## TASK INPUT
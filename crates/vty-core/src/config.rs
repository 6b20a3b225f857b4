//! Client settings: socket directory, config file, timeout and file mode.

use std::path::PathBuf;
use std::time::Duration;

/// Default per-call timeout when the caller supplies no deadline.
pub const DEFAULT_TIMEOUT: Duration = Duration::from_secs(1);

/// Default permission for FRR configuration files.
pub const DEFAULT_FRR_CONFIG_MODE: u32 = 0o640;

/// Default FRR run directory holding the `*.vty` sockets.
pub const DEFAULT_RUN_DIR: &str = "/var/run/frr";

/// Default integrated FRR configuration file.
pub const DEFAULT_CONFIG_PATH: &str = "/etc/frr/frr.conf";

/// Client configuration, optionally overridden from the environment.
#[derive(Debug, Clone, PartialEq, Eq)]
pub struct VtyConfig {
    /// Directory containing `bgpd.vty`, `bfdd.vty`, `mgmtd.vty`, `zebra.vty`
    pub run_dir: PathBuf,
    /// Destination of configuration dumps
    pub config_path: PathBuf,
    /// Timeout for each command when no deadline is given
    pub timeout: Duration,
    /// Permission bits for dumped configuration
    pub config_mode: u32,
}

impl Default for VtyConfig {
    fn default() -> Self {
        Self {
            run_dir: PathBuf::from(DEFAULT_RUN_DIR),
            config_path: PathBuf::from(DEFAULT_CONFIG_PATH),
            timeout: DEFAULT_TIMEOUT,
            config_mode: DEFAULT_FRR_CONFIG_MODE,
        }
    }
}

impl VtyConfig {
    /// Load configuration from environment variables.
    ///
    /// All variables are optional:
    /// - `FRR_RUN_DIR`: socket directory (supports ~ for home directory)
    /// - `FRR_CONFIG_PATH`: dump destination (supports ~)
    /// - `FRR_VTY_TIMEOUT_MS`: per-command timeout in milliseconds
    /// - `FRR_CONFIG_MODE`: octal permission bits, e.g. `640`
    pub fn from_env() -> Result<Self, ConfigError> {
        Self::from_lookup(|key| std::env::var(key).ok())
    }

    /// Same as [`VtyConfig::from_env`] with a custom variable source.
    pub fn from_lookup<F>(lookup: F) -> Result<Self, ConfigError>
    where
        F: Fn(&str) -> Option<String>,
    {
        let mut config = Self::default();

        if let Some(dir) = lookup("FRR_RUN_DIR") {
            config.run_dir = expand_tilde(&dir);
        }
        if let Some(path) = lookup("FRR_CONFIG_PATH") {
            config.config_path = expand_tilde(&path);
        }
        if let Some(ms) = lookup("FRR_VTY_TIMEOUT_MS") {
            let ms: u64 = ms
                .trim()
                .parse()
                .map_err(|_| ConfigError::InvalidTimeout(ms.clone()))?;
            if ms == 0 {
                return Err(ConfigError::InvalidTimeout(ms.to_string()));
            }
            config.timeout = Duration::from_millis(ms);
        }
        if let Some(mode) = lookup("FRR_CONFIG_MODE") {
            config.config_mode = parse_mode(&mode)?;
        }

        Ok(config)
    }
}

/// Parse octal permission bits (`640`, `0640` or `0o640`).
pub fn parse_mode(s: &str) -> Result<u32, ConfigError> {
    let trimmed = s.trim();
    let digits = trimmed.strip_prefix("0o").unwrap_or(trimmed);
    match u32::from_str_radix(digits, 8) {
        Ok(mode) if mode <= 0o7777 => Ok(mode),
        _ => Err(ConfigError::InvalidMode(s.to_string())),
    }
}

/// Expand ~ or ~/ prefix to the user's home directory.
fn expand_tilde(path: &str) -> PathBuf {
    if path == "~" {
        dirs::home_dir().unwrap_or_else(|| PathBuf::from("~"))
    } else if let Some(rest) = path.strip_prefix("~/") {
        dirs::home_dir()
            .map(|home| home.join(rest))
            .unwrap_or_else(|| PathBuf::from(path))
    } else {
        PathBuf::from(path)
    }
}

#[derive(Debug, thiserror::Error)]
pub enum ConfigError {
    #[error("FRR_VTY_TIMEOUT_MS must be a positive number of milliseconds, got {0:?}")]
    InvalidTimeout(String),

    #[error("FRR_CONFIG_MODE must be octal permission bits, got {0:?}")]
    InvalidMode(String),
}
//! VTY response framing.
//!
//! ```text
//!  0                   1                   2                   3
//!  0 1 2 3 4 5 6 7 8 9 0 1 2 3 4 5 6 7 8 9 0 1 2 3 4 5 6 7 8 9 0 1
//! +-+-+-+-+-+-+-+-+-+-+-+-+-+-+-+-+-+-+-+-+-+-+-+-+-+-+-+-+-+-+-+-+
//! |                       Plaintext Response                      |
//! +-+-+-+-+-+-+-+-+-+-+-+-+-+-+-+-+-+-+-+-+-+-+-+-+-+-+-+-+-+-+-+-+
//! |                 Marker (0x00)          |     Status Code      |
//! +-+-+-+-+-+-+-+-+-+-+-+-+-+-+-+-+-+-+-+-+-+-+-+-+-+-+-+-+-+-+-+-+
//! ```
//!
//! There is no length prefix, so the end of a response is found by scanning
//! the accumulated bytes for the marker. Plaintext containing three
//! consecutive NUL bytes is indistinguishable from a trailer; daemons never
//! emit that as ordinary output.

use crate::status::StatusCode;
use std::io;
use tokio::io::{AsyncRead, AsyncReadExt, AsyncWrite, AsyncWriteExt};
use tokio::time::{Instant, timeout_at};

/// Three NUL bytes that precede the status byte.
pub const TERMINATION_MARKER: [u8; 3] = [0, 0, 0];

/// Marker plus status byte.
pub const TRAILER_LEN: usize = 4;

/// Size of each transport read.
pub const READ_CHUNK_SIZE: usize = 4096;

/// Terminates every command sent to a daemon.
pub const COMMAND_TERMINATOR: u8 = 0;

/// Where the decoder is after the last chunk.
#[derive(Debug, Clone, Copy, PartialEq, Eq)]
pub enum FrameState {
    /// No usable marker yet.
    Accumulating,
    /// Marker seen at the tail, status byte not yet arrived.
    AwaitingStatus,
    /// Trailer received.
    Complete(StatusCode),
}

/// A complete response.
#[derive(Debug, Clone, PartialEq, Eq)]
pub struct Frame {
    pub plaintext: Vec<u8>,
    pub status: StatusCode,
}

/// Accumulates transport chunks until a trailer closes the response.
#[derive(Debug)]
pub struct FrameDecoder {
    buf: Vec<u8>,
    state: FrameState,
}

impl Default for FrameDecoder {
    fn default() -> Self {
        Self::new()
    }
}

impl FrameDecoder {
    pub fn new() -> Self {
        Self {
            buf: Vec::new(),
            state: FrameState::Accumulating,
        }
    }

    pub fn state(&self) -> FrameState {
        self.state
    }

    /// Append a chunk and rescan the whole buffer for the trailer.
    ///
    /// Chunks pushed after completion are ignored.
    pub fn push(&mut self, chunk: &[u8]) -> FrameState {
        if matches!(self.state, FrameState::Complete(_)) {
            return self.state;
        }

        self.buf.extend_from_slice(chunk);

        self.state = match find_marker(&self.buf) {
            Some(idx) => match self.buf.len() - idx {
                TRAILER_LEN => FrameState::Complete(StatusCode::from(self.buf[self.buf.len() - 1])),
                n if n < TRAILER_LEN => FrameState::AwaitingStatus,
                // Marker sits earlier in the buffer than the tail: keep reading.
                _ => FrameState::Accumulating,
            },
            None => FrameState::Accumulating,
        };
        self.state
    }

    /// Bytes received so far, without the trailer once complete.
    pub fn plaintext(&self) -> &[u8] {
        match self.state {
            FrameState::Complete(_) => &self.buf[..self.buf.len() - TRAILER_LEN],
            _ => &self.buf,
        }
    }

    /// Returns the frame if complete, otherwise the partial bytes.
    pub fn finish(mut self) -> Result<Frame, Vec<u8>> {
        match self.state {
            FrameState::Complete(status) => {
                self.buf.truncate(self.buf.len() - TRAILER_LEN);
                Ok(Frame {
                    plaintext: self.buf,
                    status,
                })
            }
            _ => Err(self.buf),
        }
    }
}

fn find_marker(buf: &[u8]) -> Option<usize> {
    buf.windows(TERMINATION_MARKER.len())
        .position(|w| w == TERMINATION_MARKER)
}

/// Transport failure part-way through a response.
#[derive(Debug)]
pub struct ReadFailure {
    /// Plaintext accumulated before the failure.
    pub partial: Vec<u8>,
    pub source: io::Error,
}

/// Read from `reader` until a full frame arrives or `deadline` passes.
///
/// The deadline bounds all reads together. EOF before completion is
/// reported as `UnexpectedEof`, an expired deadline as `TimedOut`.
pub async fn read_frame<R>(reader: &mut R, deadline: Instant) -> Result<Frame, ReadFailure>
where
    R: AsyncRead + Unpin,
{
    let mut decoder = FrameDecoder::new();
    let mut chunk = vec![0u8; READ_CHUNK_SIZE];

    loop {
        let read = match timeout_at(deadline, reader.read(&mut chunk)).await {
            Ok(read) => read,
            Err(_) => {
                return Err(ReadFailure {
                    partial: decoder.plaintext().to_vec(),
                    source: deadline_exceeded(),
                });
            }
        };

        let n = match read {
            Ok(0) => {
                return Err(ReadFailure {
                    partial: decoder.plaintext().to_vec(),
                    source: io::Error::new(
                        io::ErrorKind::UnexpectedEof,
                        "connection closed before response trailer",
                    ),
                });
            }
            Ok(n) => n,
            Err(e) => {
                return Err(ReadFailure {
                    partial: decoder.plaintext().to_vec(),
                    source: e,
                });
            }
        };

        if let FrameState::Complete(_) = decoder.push(&chunk[..n]) {
            return decoder.finish().map_err(|partial| ReadFailure {
                partial,
                source: io::Error::other("frame decoder lost completed state"),
            });
        }
    }
}

pub(crate) fn deadline_exceeded() -> io::Error {
    io::Error::new(io::ErrorKind::TimedOut, "deadline exceeded")
}

/// Write `command` unchanged, followed by the NUL terminator.
pub async fn write_command<W>(writer: &mut W, command: &[u8]) -> io::Result<()>
where
    W: AsyncWrite + Unpin,
{
    let mut msg = Vec::with_capacity(command.len() + 1);
    msg.extend_from_slice(command);
    msg.push(COMMAND_TERMINATOR);
    writer.write_all(&msg).await?;
    writer.flush().await
}

/// Encode a response the way a daemon sends it.
pub fn encode_response(plaintext: &[u8], status: StatusCode) -> Vec<u8> {
    let mut out = Vec::with_capacity(plaintext.len() + TRAILER_LEN);
    out.extend_from_slice(plaintext);
    out.extend_from_slice(&TERMINATION_MARKER);
    out.push(status.as_u8());
    out
}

## DIRECTIONS FOR THIS TASK
Using the records above, repeat exactly the lines from the first one through the line with "pub const DEFAULT_CONFIG_PATH: &str".

## SOLUTION BELOW
filename crates/vty-core/src/config.rs
repository 6b20a3b225f857b4
//! Client settings: socket directory, config file, timeout and file mode.

use std::path::PathBuf;
use std::time::Duration;

/// Default per-call timeout when the caller supplies no deadline.
pub const DEFAULT_TIMEOUT: Duration = Duration::from_secs(1);

/// Default permission for FRR configuration files.
pub const DEFAULT_FRR_CONFIG_MODE: u32 = 0o640;

/// Default FRR run directory holding the `*.vty` sockets.
pub const DEFAULT_RUN_DIR: &str = "/var/run/frr";

/// Default integrated FRR configuration file.
pub const DEFAULT_CONFIG_PATH: &str = "/etc/frr/frr.conf";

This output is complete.